Title: Overload road damage model
Authors: Roux, MP
Sallie, IM
Nordengen, PA
Ras, H
De Franca, VMP
Keywords: Overloading control
Heavy vehicles
Road damage
Maintenance costs
Live-cycle costing
Issue Date: Mar-2005
Publisher: CSIR
Citation: Roux, MP, Sallie, IM, Nordengen, PA, et al. 2005. Overload road damage model. CSIR Transportek, March 2005, pp 26
Series/Report no.: TR-2005/26
Abstract: Not only do overloaded vehicles pose an increased safety risk on the road (reduced stability and braking efficiency etc.), but they also accelerate the rate of deterioration of the road network and increase road maintenance costs, which in turn makes many of the roads less safe for travel by other road users (rutting, potholes etc.).

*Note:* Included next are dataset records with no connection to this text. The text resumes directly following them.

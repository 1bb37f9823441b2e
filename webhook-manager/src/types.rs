use chrono::{DateTime, Utc};
use serde::{Deserialize, Serialize};
use std::fmt;

/// Description stored when the caller leaves it blank.
pub const DEFAULT_DESCRIPTION: &str = "No description provided";

/// Message carried in every test payload.
pub const TEST_MESSAGE: &str = "This is a test webhook from Webhook Management System";

/// Result of the most recent test-send for a webhook.
#[derive(Debug, Clone, Copy, Serialize, Deserialize, PartialEq, Eq, Default)]
#[serde(rename_all = "lowercase")]
pub enum WebhookStatus {
    #[default]
    Untested,
    Tested,
    Error,
}

impl fmt::Display for WebhookStatus {
    fn fmt(&self, f: &mut fmt::Formatter<'_>) -> fmt::Result {
        match self {
            Self::Untested => write!(f, "untested"),
            Self::Tested => write!(f, "tested"),
            Self::Error => write!(f, "error"),
        }
    }
}

/// A stored webhook configuration.
///
/// Field names on the wire and on disk are camelCase (`lastTested`).
#[derive(Debug, Clone, Serialize, Deserialize, PartialEq, Eq)]
#[serde(rename_all = "camelCase")]
pub struct WebhookRecord {
    pub id: String,
    pub name: String,
    pub url: String,
    pub description: String,
    pub created: DateTime<Utc>,
    pub last_tested: Option<DateTime<Utc>>,
    pub status: WebhookStatus,
}

/// User-editable fields of a webhook, as submitted through the form.
#[derive(Debug, Clone, Default, Serialize, Deserialize, PartialEq, Eq)]
pub struct WebhookDraft {
    #[serde(default)]
    pub name: String,
    #[serde(default)]
    pub url: String,
    #[serde(default)]
    pub description: String,
}

impl WebhookDraft {
    pub fn new(
        name: impl Into<String>,
        url: impl Into<String>,
        description: impl Into<String>,
    ) -> Self {
        Self {
            name: name.into(),
            url: url.into(),
            description: description.into(),
        }
    }
}

impl From<&WebhookRecord> for WebhookDraft {
    fn from(record: &WebhookRecord) -> Self {
        Self {
            name: record.name.clone(),
            url: record.url.clone(),
            description: record.description.clone(),
        }
    }
}

/// JSON body a transport would POST to the webhook URL.
#[derive(Debug, Clone, Serialize, Deserialize, PartialEq, Eq)]
pub struct TestPayload {
    pub test: bool,
    pub timestamp: DateTime<Utc>,
    pub message: String,
    pub webhook_name: String,
}

/// Everything a transport needs to perform one test-send.
#[derive(Debug, Clone, Serialize, Deserialize)]
pub struct TestRequest {
    pub webhook_id: String,
    pub url: String,
    pub payload: TestPayload,
}

#[cfg(test)]
mod tests {
    use super::*;

    #[test]
    fn test_record_uses_camel_case_field_names() {
        let record = WebhookRecord {
            id: "wh_1".to_string(),
            name: "Discord".to_string(),
            url: "https://discord.com/x".to_string(),
            description: DEFAULT_DESCRIPTION.to_string(),
            created: "2026-02-18T12:00:00Z".parse().unwrap(),
            last_tested: None,
            status: WebhookStatus::Untested,
        };
        let json = serde_json::to_value(&record).unwrap();
        assert!(json.get("lastTested").is_some());
        assert!(json["lastTested"].is_null());
        assert_eq!(json["status"], "untested");
        assert!(json.get("last_tested").is_none());
    }

    #[test]
    fn test_status_display_matches_wire_literal() {
        for status in [
            WebhookStatus::Untested,
            WebhookStatus::Tested,
            WebhookStatus::Error,
        ] {
            let wire = serde_json::to_value(status).unwrap();
            assert_eq!(wire, status.to_string());
        }
    }

    #[test]
    fn test_draft_from_record_copies_editable_fields() {
        let record = WebhookRecord {
            id: "wh_1".to_string(),
            name: "Slack".to_string(),
            url: "https://hooks.slack.com/x".to_string(),
            description: "team".to_string(),
            created: Utc::now(),
            last_tested: Some(Utc::now()),
            status: WebhookStatus::Tested,
        };
        let draft = WebhookDraft::from(&record);
        assert_eq!(draft, WebhookDraft::new("Slack", "https://hooks.slack.com/x", "team"));
    }

    #[test]
    fn test_draft_missing_fields_default_to_empty() {
        let draft: WebhookDraft = serde_json::from_str(r#"{"name":"A"}"#).unwrap();
        assert_eq!(draft.name, "A");
        assert!(draft.url.is_empty());
        assert!(draft.description.is_empty());
    }
}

Overloading also results in unfair competition between those operators that overload and those that operate within the legal limits. The annual damage to the network of provincial and national roads caused by overloading was estimated in 1995 to be R450 million per annum. At today’s prices, this figure would be between R700 and R800 million per annum. However, this figure is now considered to be far too low, as recent studies have shown that the South African heavy vehicle fleet has changed over the past few years and now consists of a higher proportion of high payload vehicles, than in the past. Also, the general condition of our roads has deteriorated to the extent that even slight overloads result in high values of pavement damage. To combat the overloading problem overload control strategies and programmes are implemented by various state roads and traffic law enforcement departments. This can be quite costly and such strategies and programmes need to be evaluated on a life-cycle cost basis. One of the benefits of increased overload control is a reduction in damage to the road network infrastructure with a subsequent saving in maintenance costs. A spreadsheet based model was develop to calculate this potential saving in maintenance costs and was then applied to two example, one the N1 Corridor in the Free State and the second the N2 and N3 in KwaZulu-Natal. In order to illustrate to transport operators the benefit to them of reducing overloading, an analysis was also done of the impact of the deterioration in the condition of the road network on vehicle operating costs.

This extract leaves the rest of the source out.